This is a small library to make it easy to run LD_AUDIT to get a "trace" of execution in terms of libraries sniffed and loaded. Why? I want to eventually be able to trace everything that gets loaded at a particular call for a container, so I wanted to test this out. After build There are a few use cases:
- Terminal Output: prints YAML to the terminal for easy inspection
- File Output: the same YAML, but to an output file defined by an environment variable.
- Container: Build or run a container that provides the same functionality.
- Generate Graph: A simple example of generating a graph from the YAML
$ make
$ make run
or more directly:
$ LD_AUDIT=./auditlib.so whoami
Since the shared library cannot have a destructor (I think it requires a main to be called) I opted to print YAML output instead of json, since we cannot easily mark the end and close a yaml data structure.
LD_AUDIT=./auditlib.so whoami
auditlib:
la_version: 1
audits:
- event: handshake
function: la_version
value: 1
- event: object_loaded
name: ""
function: la_objopen
identifier: 0x7f2bc9bd6610
flag: LM_ID_BASE
description: Link map is part of the initial namespace
- event: object_loaded
name: "/lib64/ld-linux-x86-64.so.2"
function: la_objopen
identifier: 0x7f2bc9bd5e68
flag: LM_ID_BASE
description: Link map is part of the initial namespace
- event: activity_occurring
function: la_activity
initiated_by: 0x7f2bc9bd6610
flag: LA_ACT_ADD
description: New objects are being added to the link map.
- event: searching_for
function: la_objsearch
name: "libc.so.6"
initiated_by: 0x7f2bc9bd6610
flag: "LA_SER_ORIG"
- event: searching_for
function: la_objsearch
name: "/lib/x86_64-linux-gnu/libc.so.6"
initiated_by: 0x7f2bc9bd6610
flag: "LA_SER_CONFIG"
- event: object_loaded
name: "/lib/x86_64-linux-gnu/libc.so.6"
function: la_objopen
identifier: 0x7f2bc96425b0
flag: LM_ID_BASE
description: Link map is part of the initial namespace
...
vanessasaur
Yu can see the full output in the file ldaudit.yaml (generation discussed next!)

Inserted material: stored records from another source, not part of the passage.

//! Employer cost of a Spanish hire.
//!
//! Contributions are computed on the gross salary per payment, capped at the
//! maximum contribution base spread over the number of payments. All
//! intermediate arithmetic is unrounded; only the reported figures are rounded
//! to whole euros.

use super::irpf::IrpfSchedule;
use super::money::{percentage, round_euros};
use super::year::TaxYear;
use super::InputError;
use rust_decimal::Decimal;
use rust_decimal_macros::dec;
use schemars::JsonSchema;
use serde::{Deserialize, Serialize};
use spaintax_derive::InputSchema;

#[derive(Debug, Clone, Copy, PartialEq, Eq, Default, Serialize, Deserialize, JsonSchema)]
#[serde(rename_all = "kebab-case")]
pub enum SalaryInputMode {
    #[default]
    Monthly,
    Annual,
}

form_values!(SalaryInputMode, "salary input mode" {
    Monthly => "monthly",
    Annual => "annual",
});

#[derive(Debug, Clone, Copy, PartialEq, Eq, Default, Serialize, Deserialize, JsonSchema)]
#[serde(rename_all = "kebab-case")]
pub enum ContractType {
    #[default]
    Permanent,
    FixedTerm,
}

form_values!(ContractType, "contract type" {
    Permanent => "permanent",
    FixedTerm => "fixed-term",
});

/// Work-accident (AT/EP) risk class of the activity
#[derive(Debug, Clone, Copy, PartialEq, Eq, Default, Serialize, Deserialize, JsonSchema)]
#[serde(rename_all = "kebab-case")]
pub enum IndustryRisk {
    #[default]
    Low,
    Medium,
    High,
}

form_values!(IndustryRisk, "industry risk" {
    Low => "low",
    Medium => "medium",
    High => "high",
});

/// Salary payments per year: twelve, or twelve plus two extra payments
#[derive(Debug, Clone, Copy, PartialEq, Eq, Default, Serialize, Deserialize)]
#[serde(try_from = "u8", into = "u8")]
pub enum NumberOfPayments {
    Twelve,
    #[default]
    Fourteen,
}

impl NumberOfPayments {
    pub fn count(&self) -> u8 {
        match self {
            NumberOfPayments::Twelve => 12,
            NumberOfPayments::Fourteen => 14,
        }
    }

    pub fn as_decimal(&self) -> Decimal {
        Decimal::from(self.count())
    }
}

impl TryFrom<u8> for NumberOfPayments {
    type Error = InputError;

    fn try_from(value: u8) -> Result<Self, Self::Error> {
        match value {
            12 => Ok(NumberOfPayments::Twelve),
            14 => Ok(NumberOfPayments::Fourteen),
            other => Err(InputError::InvalidPayments(other)),
        }
    }
}

impl From<NumberOfPayments> for u8 {
    fn from(payments: NumberOfPayments) -> u8 {
        payments.count()
    }
}

impl std::str::FromStr for NumberOfPayments {
    type Err = InputError;

    fn from_str(s: &str) -> Result<Self, Self::Err> {
        let count = s
            .trim()
            .parse::<u8>()
            .map_err(|_| InputError::UnknownValue {
                field: "number of payments",
                value: s.to_string(),
            })?;
        NumberOfPayments::try_from(count)
    }
}

impl std::fmt::Display for NumberOfPayments {
    fn fmt(&self, f: &mut std::fmt::Formatter<'_>) -> std::fmt::Result {
        write!(f, "{}", self.count())
    }
}

/// A hire to be costed
#[derive(Debug, Clone, PartialEq, Eq, Serialize, Deserialize, JsonSchema, InputSchema)]
pub struct LaborCostInputs {
    /// Gross salary in euros, per payment or per year depending on salary_input_mode
    #[schemars(with = "f64")]
    pub gross_salary: Decimal,
    /// Whether gross_salary is per payment (monthly) or per year (annual)
    #[serde(default)]
    pub salary_input_mode: SalaryInputMode,
    /// Salary payments per year (12 or 14)
    #[serde(default)]
    #[schemars(with = "u8")]
    pub number_of_payments: NumberOfPayments,
    /// permanent or fixed-term
    #[serde(default)]
    pub contract_type: ContractType,
    /// Head count for aggregate team figures (at least 1)
    #[serde(default = "one_employee")]
    pub number_of_employees: u32,
    /// Work-accident risk class (low, medium, high)
    #[serde(default)]
    pub industry_risk: IndustryRisk,
}

fn one_employee() -> u32 {
    1
}

#[derive(Debug, Clone, Copy, PartialEq, Eq, Hash, Serialize)]
#[serde(rename_all = "kebab-case")]
pub enum ContributionCategory {
    CommonContingencies,
    Unemployment,
    Fogasa,
    VocationalTraining,
    IntergenerationalEquity,
    WorkAccident,
}

impl ContributionCategory {
    pub fn label(&self) -> &'static str {
        match self {
            ContributionCategory::CommonContingencies => "Common contingencies",
            ContributionCategory::Unemployment => "Unemployment",
            ContributionCategory::Fogasa => "FOGASA",
            ContributionCategory::VocationalTraining => "Vocational training",
            ContributionCategory::IntergenerationalEquity => "Intergenerational equity (MEI)",
            ContributionCategory::WorkAccident => "Work accident (AT/EP)",
        }
    }
}

/// Employer and employee rates for one category, as fractions
#[derive(Debug, Clone, Copy, PartialEq, Eq, Serialize)]
pub struct ContributionRate {
    pub category: ContributionCategory,
    pub employer: Decimal,
    pub employee: Decimal,
}

/// Social Security contribution rates for one year
#[derive(Debug, Clone, Copy, PartialEq, Eq, Serialize)]
pub struct SocialSecurityRates {
    pub common_contingencies: ContributionRate,
    pub unemployment_permanent: ContributionRate,
    pub unemployment_fixed_term: ContributionRate,
    pub fogasa: ContributionRate,
    pub vocational_training: ContributionRate,
    pub intergenerational_equity: ContributionRate,
    pub work_accident_low: ContributionRate,
    pub work_accident_medium: ContributionRate,
    pub work_accident_high: ContributionRate,
}

const fn rate(
    category: ContributionCategory,
    employer: Decimal,
    employee: Decimal,
) -> ContributionRate {
    ContributionRate {
        category,
        employer,
        employee,
    }
}

pub const SOCIAL_SECURITY_RATES_2025: SocialSecurityRates = SocialSecurityRates {
    common_contingencies: rate(
        ContributionCategory::CommonContingencies,
        dec!(0.2360),
        dec!(0.0470),
    ),
    unemployment_permanent: rate(ContributionCategory::Unemployment, dec!(0.0550), dec!(0.0155)),
    unemployment_fixed_term: rate(ContributionCategory::Unemployment, dec!(0.0670), dec!(0.0160)),
    fogasa: rate(ContributionCategory::Fogasa, dec!(0.0020), dec!(0)),
    vocational_training: rate(
        ContributionCategory::VocationalTraining,
        dec!(0.0060),
        dec!(0.0010),
    ),
    intergenerational_equity: rate(
        ContributionCategory::IntergenerationalEquity,
        dec!(0.0067),
        dec!(0.0013),
    ),
    work_accident_low: rate(ContributionCategory::WorkAccident, dec!(0.0150), dec!(0)),
    work_accident_medium: rate(ContributionCategory::WorkAccident, dec!(0.0370), dec!(0)),
    work_accident_high: rate(ContributionCategory::WorkAccident, dec!(0.0670), dec!(0)),
};

impl SocialSecurityRates {
    /// Rates for `year`; only the 2025 table is carried.
    pub fn for_year(_year: TaxYear) -> &'static SocialSecurityRates {
        &SOCIAL_SECURITY_RATES_2025
    }

    /// Rates applying to one contract, in breakdown order
    pub fn applicable(&self, contract: ContractType, risk: IndustryRisk) -> [ContributionRate; 6] {
        let unemployment = match contract {
            ContractType::Permanent => self.unemployment_permanent,
            ContractType::FixedTerm => self.unemployment_fixed_term,
        };
        let work_accident = match risk {
            IndustryRisk::Low => self.work_accident_low,
            IndustryRisk::Medium => self.work_accident_medium,
            IndustryRisk::High => self.work_accident_high,
        };
        [
            self.common_contingencies,
            unemployment,
            self.fogasa,
            self.vocational_training,
            self.intergenerational_equity,
            work_accident,
        ]
    }
}

/// Monthly contribution for one category, rounded to whole euros
#[derive(Debug, Clone, PartialEq, Eq, Serialize)]
pub struct ContributionLine {
    pub category: ContributionCategory,
    pub label: &'static str,
    pub employer_rate: Decimal,
    pub employee_rate: Decimal,
    pub employer_amount: Decimal,
    pub employee_amount: Decimal,
}

/// Aggregates over `number_of_employees`
///
/// Each figure is the rounded per-employee figure times the head count.
#[derive(Debug, Clone, PartialEq, Eq, Serialize)]
pub struct TeamTotals {
    pub number_of_employees: u32,
    pub total_monthly_employer_cost: Decimal,
    pub total_annual_employer_cost: Decimal,
    pub annual_employer_social_security_contribution: Decimal,
}

/// Cost of one hire. Top-level figures are per employee and per payment
/// unless named annual; `team` holds the aggregates.
#[derive(Debug, Clone, PartialEq, Eq, Serialize)]
pub struct LaborCostResults {
    pub tax_year: TaxYear,
    pub number_of_payments: NumberOfPayments,
    pub gross_monthly_salary: Decimal,
    pub gross_annual_salary: Decimal,
    pub employee_social_security_contribution: Decimal,
    pub irpf_withholding: Decimal,
    pub net_salary: Decimal,
    pub employer_social_security_contribution: Decimal,
    /// Employer contribution rate as a percentage of gross salary
    pub employer_contribution_rate: Decimal,
    pub total_monthly_employer_cost: Decimal,
    /// `total_monthly_employer_cost * number_of_payments`
    pub total_annual_employer_cost: Decimal,
    pub breakdown: Vec<ContributionLine>,
    pub team: TeamTotals,
}

/// Cost a hire under the latest published rates.
pub fn calculate_labor_costs(inputs: &LaborCostInputs) -> LaborCostResults {
    calculate_labor_costs_for_year(inputs, TaxYear::LATEST_RULES)
}

/// Cost a hire under the rates of `year`.
///
/// The salary is assumed to be at least the statutory minimum; see
/// [`clamp_to_minimum_wage`].
pub fn calculate_labor_costs_for_year(inputs: &LaborCostInputs, year: TaxYear) -> LaborCostResults {
    let payments = inputs.number_of_payments.as_decimal();
    let gross_monthly = match inputs.salary_input_mode {
        SalaryInputMode::Monthly => inputs.gross_salary,
        SalaryInputMode::Annual => inputs.gross_salary / payments,
    };
    let gross_annual = gross_monthly * payments;

    let max_base = year.max_contribution_base_monthly() * dec!(12) / payments;
    let contribution_base = gross_monthly.min(max_base);

    let rates = SocialSecurityRates::for_year(year)
        .applicable(inputs.contract_type, inputs.industry_risk);

    let mut employer_ss = Decimal::ZERO;
    let mut employee_ss = Decimal::ZERO;
    let mut employer_rate = Decimal::ZERO;
    let breakdown: Vec<ContributionLine> = rates
        .iter()
        .map(|r| {
            let employer_amount = contribution_base * r.employer;
            let employee_amount = contribution_base * r.employee;
            employer_ss += employer_amount;
            employee_ss += employee_amount;
            employer_rate += r.employer;
            log::debug!(
                "{}: employer {} employee {}",
                r.category.label(),
                employer_amount,
                employee_amount
            );
            ContributionLine {
                category: r.category,
                label: r.category.label(),
                employer_rate: r.employer,
                employee_rate: r.employee,
                employer_amount: round_euros(employer_amount),
                employee_amount: round_euros(employee_amount),
            }
        })
        .collect();

    let withholding = estimate_withholding(gross_annual, employee_ss * payments, year) / payments;
    let net_monthly = gross_monthly - employee_ss - withholding;

    let total_monthly = round_euros(gross_monthly + employer_ss);
    let total_annual = total_monthly * payments;
    let employer_ss_rounded = round_euros(employer_ss);
    let employees = Decimal::from(inputs.number_of_employees);

    LaborCostResults {
        tax_year: year.rules_year(),
        number_of_payments: inputs.number_of_payments,
        gross_monthly_salary: round_euros(gross_monthly),
        gross_annual_salary: round_euros(gross_annual),
        employee_social_security_contribution: round_euros(employee_ss),
        irpf_withholding: round_euros(withholding),
        net_salary: round_euros(net_monthly),
        employer_social_security_contribution: employer_ss_rounded,
        employer_contribution_rate: percentage(employer_rate, Decimal::ONE),
        total_monthly_employer_cost: total_monthly,
        total_annual_employer_cost: total_annual,
        breakdown,
        team: TeamTotals {
            number_of_employees: inputs.number_of_employees,
            total_monthly_employer_cost: total_monthly * employees,
            total_annual_employer_cost: total_annual * employees,
            annual_employer_social_security_contribution: employer_ss_rounded
                * payments
                * employees,
        },
    }
}

/// Annual IRPF withholding on employment income under the general scale.
///
/// Net income gets the expense and earned-income reductions; the result is
/// capped at a share of the income above the exempt limit, so nothing is
/// withheld at the minimum wage and withholding grows slower than pay.
fn estimate_withholding(
    gross_annual: Decimal,
    employee_ss_annual: Decimal,
    year: TaxYear,
) -> Decimal {
    let above_limit = gross_annual - year.withholding_exempt_limit();
    if above_limit <= Decimal::ZERO {
        return Decimal::ZERO;
    }
    let schedule = IrpfSchedule::general(year);
    let net_income = (gross_annual - employee_ss_annual).max(Decimal::ZERO);
    let taxable = (net_income
        - year.work_expense_reduction()
        - year.earned_income_reduction(net_income))
    .max(Decimal::ZERO);
    let personal_minimum = year.personal_minimum().min(taxable);
    let tax = (schedule.tax(taxable) - schedule.tax(personal_minimum)).max(Decimal::ZERO);
    tax.min(above_limit * year.withholding_cap_rate())
}

/// Raise a salary to the statutory minimum wage for its input mode.
///
/// Returns the salary to use and whether it was raised.
pub fn clamp_to_minimum_wage(
    gross_salary: Decimal,
    mode: SalaryInputMode,
    payments: NumberOfPayments,
    year: TaxYear,
) -> (Decimal, bool) {
    let minimum = match mode {
        SalaryInputMode::Annual => year.minimum_wage_annual(),
        SalaryInputMode::Monthly => year.minimum_wage_annual() / payments.as_decimal(),
    };
    if gross_salary < minimum {
        (minimum, true)
    } else {
        (gross_salary, false)
    }
}
//! Likelihood of being treated as a Spanish tax resident.
//!
//! Each answer adds a fixed weight when it points at a life centred in Spain.
//! Spending more than 183 days in Spain is sufficient on its own, so it forces
//! the high risk level whatever the rest of the score.

use super::bands::{BandTable, ScoreBand};
use schemars::JsonSchema;
use serde::{Deserialize, Serialize};
use spaintax_derive::InputSchema;

/// Days after which residency follows from presence alone
pub const AUTOMATIC_RESIDENCY_DAYS: u16 = 183;

#[derive(Debug, Clone, Copy, PartialEq, Eq, Default, Serialize, Deserialize, JsonSchema)]
#[serde(rename_all = "lowercase")]
pub enum IncomeLocation {
    Spain,
    #[default]
    Abroad,
    Mixed,
}

form_values!(IncomeLocation, "income location" {
    Spain => "spain",
    Abroad => "abroad",
    Mixed => "mixed",
});

#[derive(Debug, Clone, Copy, PartialEq, Eq, Default, Serialize, Deserialize, JsonSchema)]
#[serde(rename_all = "lowercase")]
pub enum HomeStatus {
    Yes,
    #[default]
    No,
    Rented,
}

form_values!(HomeStatus, "permanent home" {
    Yes => "yes",
    No => "no",
    Rented => "rented",
});

#[derive(Debug, Clone, Copy, PartialEq, Eq, Default, Serialize, Deserialize, JsonSchema)]
#[serde(rename_all = "lowercase")]
pub enum FamilyLocation {
    Spain,
    Abroad,
    #[default]
    Na,
}

form_values!(FamilyLocation, "family location" {
    Spain => "spain",
    Abroad => "abroad",
    Na => "na",
});

#[derive(Debug, Clone, Copy, PartialEq, Eq, Default, Serialize, Deserialize, JsonSchema)]
#[serde(rename_all = "lowercase")]
pub enum EmployerLocation {
    Spain,
    #[default]
    Abroad,
}

form_values!(EmployerLocation, "employer location" {
    Spain => "spain",
    Abroad => "abroad",
});

#[derive(Debug, Clone, Copy, PartialEq, Eq, Default, Serialize, Deserialize, JsonSchema)]
#[serde(rename_all = "lowercase")]
pub enum YesNo {
    Yes,
    #[default]
    No,
}

form_values!(YesNo, "yes/no answer" {
    Yes => "yes",
    No => "no",
});

/// Answers to the residency questionnaire
#[derive(
    Debug, Clone, PartialEq, Eq, Default, Serialize, Deserialize, JsonSchema, InputSchema,
)]
pub struct ResidencyInputs {
    /// Days spent in Spain during the calendar year (0-365)
    pub days_in_spain: u16,
    /// Where most income is earned (spain, abroad, mixed)
    #[serde(default)]
    pub primary_income_location: IncomeLocation,
    /// Owns (yes) or rents (rented) a permanent home in Spain
    #[serde(default)]
    pub permanent_home_spain: HomeStatus,
    /// Where the spouse lives (spain, abroad, na)
    #[serde(default)]
    pub spouse_location: FamilyLocation,
    /// Where dependent children live (spain, abroad, na)
    #[serde(default)]
    pub children_location: FamilyLocation,
    /// Where the employer is based (spain, abroad)
    #[serde(default)]
    pub employer_location: EmployerLocation,
    /// Main bank accounts held in Spain (yes, no)
    #[serde(default)]
    pub primary_bank_accounts: YesNo,
    /// Registered on a municipal padrón (yes, no)
    #[serde(default)]
    pub registered_padron: YesNo,
    /// Contributing to Spanish Social Security (yes, no)
    #[serde(default)]
    pub spanish_social_security: YesNo,
}

#[derive(Debug, Clone, Copy, PartialEq, Eq, PartialOrd, Ord, Serialize)]
#[serde(rename_all = "lowercase")]
pub enum RiskLevel {
    Low,
    Medium,
    High,
}

impl RiskLevel {
    pub fn as_str(&self) -> &'static str {
        match self {
            RiskLevel::Low => "low",
            RiskLevel::Medium => "medium",
            RiskLevel::High => "high",
        }
    }
}

impl std::fmt::Display for RiskLevel {
    fn fmt(&self, f: &mut std::fmt::Formatter<'_>) -> std::fmt::Result {
        f.write_str(self.as_str())
    }
}

/// Question an explanation refers to, in questionnaire order
#[derive(Debug, Clone, Copy, PartialEq, Eq, PartialOrd, Ord, Serialize)]
#[serde(rename_all = "kebab-case")]
pub enum ResidencyFactor {
    DaysInSpain,
    IncomeLocation,
    PermanentHome,
    Spouse,
    Children,
    Employer,
    BankAccounts,
    Padron,
    SocialSecurity,
}

#[derive(Debug, Clone, PartialEq, Eq, Serialize)]
pub struct ContributingFactor {
    pub factor: ResidencyFactor,
    pub points: u32,
    pub explanation: &'static str,
}

#[derive(Debug, Clone, PartialEq, Eq, Serialize)]
pub struct ResidencyRiskResults {
    pub score: u32,
    pub risk_level: RiskLevel,
    pub automatic_resident: bool,
    pub contributing_factors: Vec<ContributingFactor>,
}

/// Highest attainable score
pub const MAX_RESIDENCY_SCORE: u32 = 108;

pub static RESIDENCY_RISK_BANDS: BandTable<RiskLevel> = BandTable(&[
    ScoreBand {
        min: 0,
        max: 24,
        value: RiskLevel::Low,
    },
    ScoreBand {
        min: 25,
        max: 49,
        value: RiskLevel::Medium,
    },
    ScoreBand {
        min: 50,
        max: MAX_RESIDENCY_SCORE,
        value: RiskLevel::High,
    },
]);

fn days_weight(days: u16) -> Option<(u32, &'static str)> {
    match days {
        d if d > AUTOMATIC_RESIDENCY_DAYS => Some((
            40,
            "More than 183 days in Spain makes you tax resident regardless of other ties",
        )),
        150..=AUTOMATIC_RESIDENCY_DAYS => Some((
            20,
            "Close to the 183-day limit; sporadic absences can be counted as days in Spain",
        )),
        90..=149 => Some((10, "A substantial part of the year is spent in Spain")),
        _ => None,
    }
}

/// Score every answer and classify the risk.
pub fn assess_residency_risk(inputs: &ResidencyInputs) -> ResidencyRiskResults {
    let automatic_resident = inputs.days_in_spain > AUTOMATIC_RESIDENCY_DAYS;

    let weights: [(ResidencyFactor, Option<(u32, &'static str)>); 9] = [
        (ResidencyFactor::DaysInSpain, days_weight(inputs.days_in_spain)),
        (
            ResidencyFactor::IncomeLocation,
            match inputs.primary_income_location {
                IncomeLocation::Spain => Some((
                    15,
                    "Your main source of income is in Spain (centre of economic interests)",
                )),
                IncomeLocation::Mixed => Some((8, "Part of your income is earned in Spain")),
                IncomeLocation::Abroad => None,
            },
        ),
        (
            ResidencyFactor::PermanentHome,
            match inputs.permanent_home_spain {
                HomeStatus::Yes => Some((10, "You own a permanent home in Spain")),
                HomeStatus::Rented => Some((6, "You rent a long-term home in Spain")),
                HomeStatus::No => None,
            },
        ),
        (
            ResidencyFactor::Spouse,
            (inputs.spouse_location == FamilyLocation::Spain).then_some((
                10,
                "Your spouse lives in Spain, which creates a presumption of residency",
            )),
        ),
        (
            ResidencyFactor::Children,
            (inputs.children_location == FamilyLocation::Spain).then_some((
                10,
                "Your dependent children live in Spain, which creates a presumption of residency",
            )),
        ),
        (
            ResidencyFactor::Employer,
            (inputs.employer_location == EmployerLocation::Spain)
                .then_some((8, "Your employer is based in Spain")),
        ),
        (
            ResidencyFactor::BankAccounts,
            (inputs.primary_bank_accounts == YesNo::Yes)
                .then_some((5, "Your main bank accounts are in Spain")),
        ),
        (
            ResidencyFactor::Padron,
            (inputs.registered_padron == YesNo::Yes)
                .then_some((5, "You are registered on a Spanish municipal padrón")),
        ),
        (
            ResidencyFactor::SocialSecurity,
            (inputs.spanish_social_security == YesNo::Yes)
                .then_some((5, "You contribute to Spanish Social Security")),
        ),
    ];

    let contributing_factors: Vec<ContributingFactor> = weights
        .into_iter()
        .filter_map(|(factor, weight)| {
            weight.map(|(points, explanation)| ContributingFactor {
                factor,
                points,
                explanation,
            })
        })
        .collect();

    let score = contributing_factors.iter().map(|f| f.points).sum();

    let risk_level = if automatic_resident {
        RiskLevel::High
    } else {
        RESIDENCY_RISK_BANDS.lookup(score).copied().unwrap_or_else(|| {
            log::warn!("Residency score {} outside risk bands", score);
            RiskLevel::High
        })
    };

    log::debug!(
        "Residency: {} days, score {}, risk {}",
        inputs.days_in_spain,
        score,
        risk_level
    );

    ResidencyRiskResults {
        score,
        risk_level,
        automatic_resident,
        contributing_factors,
    }
}

#[cfg(test)]
mod tests {
    use super::*;

    fn everything_in_spain(days: u16) -> ResidencyInputs {
        ResidencyInputs {
            days_in_spain: days,
            primary_income_location: IncomeLocation::Spain,
            permanent_home_spain: HomeStatus::Yes,
            spouse_location: FamilyLocation::Spain,
            children_location: FamilyLocation::Spain,
            employer_location: EmployerLocation::Spain,
            primary_bank_accounts: YesNo::Yes,
            registered_padron: YesNo::Yes,
            spanish_social_security: YesNo::Yes,
        }
    }

    fn nothing_in_spain(days: u16) -> ResidencyInputs {
        ResidencyInputs {
            days_in_spain: days,
            primary_income_location: IncomeLocation::Abroad,
            permanent_home_spain: HomeStatus::No,
            spouse_location: FamilyLocation::Abroad,
            children_location: FamilyLocation::Na,
            employer_location: EmployerLocation::Abroad,
            primary_bank_accounts: YesNo::No,
            registered_padron: YesNo::No,
            spanish_social_security: YesNo::No,
        }
    }

    #[test]
    fn risk_bands_cover_every_score() {
        assert_eq!(RESIDENCY_RISK_BANDS.validate(MAX_RESIDENCY_SCORE), Ok(()));
    }

    #[test]
    fn maximum_score_is_attainable() {
        let results = assess_residency_risk(&everything_in_spain(365));
        assert_eq!(results.score, MAX_RESIDENCY_SCORE);
        assert_eq!(results.contributing_factors.len(), 9);
    }

    #[test]
    fn day_count_overrides_other_factors() {
        let results = assess_residency_risk(&nothing_in_spain(200));
        assert!(results.automatic_resident);
        assert_eq!(results.risk_level, RiskLevel::High);
        assert_eq!(results.score, 40);
        assert_eq!(results.contributing_factors.len(), 1);
        assert_eq!(
            results.contributing_factors[0].factor,
            ResidencyFactor::DaysInSpain
        );
    }

    #[test]
    fn exactly_183_days_is_not_automatic() {
        let results = assess_residency_risk(&nothing_in_spain(183));
        assert!(!results.automatic_resident);
        assert_eq!(results.score, 20);
        assert_eq!(results.risk_level, RiskLevel::Low);

        let results = assess_residency_risk(&nothing_in_spain(184));
        assert!(results.automatic_resident);
    }

    #[test]
    fn no_ties_is_low_risk() {
        let results = assess_residency_risk(&nothing_in_spain(30));
        assert_eq!(results.score, 0);
        assert_eq!(results.risk_level, RiskLevel::Low);
        assert!(results.contributing_factors.is_empty());
    }

    #[test]
    fn ties_without_presence_raise_risk() {
        let results = assess_residency_risk(&everything_in_spain(60));
        assert!(!results.automatic_resident);
        assert_eq!(results.score, 68);
        assert_eq!(results.risk_level, RiskLevel::High);

        let results = assess_residency_risk(&ResidencyInputs {
            spouse_location: FamilyLocation::Spain,
            permanent_home_spain: HomeStatus::Rented,
            registered_padron: YesNo::Yes,
            ..nothing_in_spain(100)
        });
        assert_eq!(results.score, 10 + 6 + 10 + 5);
        assert_eq!(results.risk_level, RiskLevel::Medium);
    }

    #[test]
    fn factors_follow_question_order() {
        let results = assess_residency_risk(&everything_in_spain(170));
        let order: Vec<_> = results.contributing_factors.iter().map(|f| f.factor).collect();
        let mut sorted = order.clone();
        sorted.sort();
        assert_eq!(order, sorted);
        assert!(results.contributing_factors.iter().all(|f| f.points > 0));
    }

    #[test]
    fn mixed_income_and_rented_home_weights() {
        let results = assess_residency_risk(&ResidencyInputs {
            primary_income_location: IncomeLocation::Mixed,
            ..nothing_in_spain(0)
        });
        assert_eq!(results.score, 8);
    }

    #[test]
    fn repeated_calls_are_equal() {
        let inputs = everything_in_spain(120);
        assert_eq!(
            assess_residency_risk(&inputs),
            assess_residency_risk(&inputs.clone())
        );
    }

    #[test]
    fn answers_parse_from_form_values() {
        assert_eq!("rented".parse::<HomeStatus>(), Ok(HomeStatus::Rented));
        assert_eq!("NA".parse::<FamilyLocation>(), Ok(FamilyLocation::Na));
        assert!("maybe".parse::<YesNo>().is_err());
    }
}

Since printing yaml to the terminal isn't always ideal, we can prepare an output file instead.
$ touch ldaudit.yaml
$ export LDAUDIT_OUTFILE=ldaudit.yaml
$ LD_AUDIT=./auditlib.so whoami
And then you won't see terminal output, but it will be in ldaudit.yaml.
To build a container to handle the build:
$ docker build -t auditlib .
And then run the same!
$ docker run -it auditlib whoam
You can use this as a base container, and then have your application export LDAUDIT_OUTFILE
before running anything to get the contents to file, or more interactively:
$ docker run --env LDAUDIT_OUTFILE=/data/test.yaml -v $PWD/:/data -it auditlib whoami
root
$ cat test.yaml
You can also use the prebuilt container instead:
$ docker run -it ghcr.io/buildsi/ldaudit-yaml:latest ls
The script generate_dot.py is a very rudimentary example of generating a diagram from the loads.
$ make dot
Will generate the following:
This isn't totally correct - continue reading to learn why!
I wanted to verify that the graph above was correct, so I decided to first look at the ELF_NEEDED headers to follow the chain that we see above. Checking our original executable whoami checks out - it needs libc.6.so:
$ readelf -d $(which whoami)| grep NEEDED
0x0000000000000001 (NEEDED) Shared library: [libc.so.6]
But then when I did the same for libc6.so, I was surprised to only see one entry:
$ readelf -d /lib/x86_64-linux-gnu/libc.so.6 | grep NEEDED
0x0000000000000001 (NEEDED) Shared library: [ld-linux-x86-64.so.2]
So I found two issues:
- we have extra libraries loaded in our image (by libc.6.so)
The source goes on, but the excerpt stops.